EXERCISE OBJECTIVE
Gather from the material every line that contains the string "namespace".

DATA UNDER STUDY
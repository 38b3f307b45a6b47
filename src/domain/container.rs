use chrono::{DateTime, Utc};
use serde::{Deserialize, Serialize};

use super::ImageRef;

/// Stable identity of a live container observation.
#[derive(Debug, Clone, PartialEq, Eq, Hash, PartialOrd, Ord, Serialize, Deserialize)]
pub struct ContainerId {
    pub namespace: String,
    pub pod: String,
    pub container_name: String,
}

impl ContainerId {
    pub fn new(
        namespace: impl Into<String>,
        pod: impl Into<String>,
        container_name: impl Into<String>,
    ) -> Self {
        ContainerId {
            namespace: namespace.into(),
            pod: pod.into(),
            container_name: container_name.into(),
        }
    }
}

/// The container runtime a `Container` was observed on. `Unknown` is used
/// when the `containerID` prefix doesn't match a recognized runtime.
#[derive(Debug, Clone, Copy, PartialEq, Eq, Hash, Serialize, Deserialize)]
pub enum Runtime {
    Docker,
    Containerd,
    CriO,
    Unknown,
}

impl Runtime {
    /// Classify a Kubernetes `containerID` by its scheme prefix
    /// (`docker://`, `containerd://`, `cri-o://`).
    pub fn from_container_id_prefix(container_id: &str) -> Runtime {
        if container_id.starts_with("docker://") {
            Runtime::Docker
        } else if container_id.starts_with("containerd://") {
            Runtime::Containerd
        } else if container_id.starts_with("cri-o://") {
            Runtime::CriO
        } else {
            Runtime::Unknown
        }
    }
}

/// A live container observation: identity, the image it runs, and the
/// node/runtime it runs on. Created on first "add" where the runtime has
/// reported a digest; destroyed on "delete" or the pod's first non-running
/// phase observation.
#[derive(Debug, Clone, PartialEq, Serialize, Deserialize)]
pub struct Container {
    pub id: ContainerId,
    pub image: ImageRef,
    pub node_name: String,
    pub runtime: Runtime,
    pub first_seen: DateTime<Utc>,
    pub last_seen: DateTime<Utc>,
}

impl Container {
    pub fn new(id: ContainerId, image: ImageRef, node_name: String, runtime: Runtime) -> Self {
        let now = Utc::now();
        Container {
            id,
            image,
            node_name,
            runtime,
            first_seen: now,
            last_seen: now,
        }
    }
}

ANSWER TO THE PROBLEM
    pub namespace: String,
        namespace: impl Into<String>,
            namespace: namespace.into(),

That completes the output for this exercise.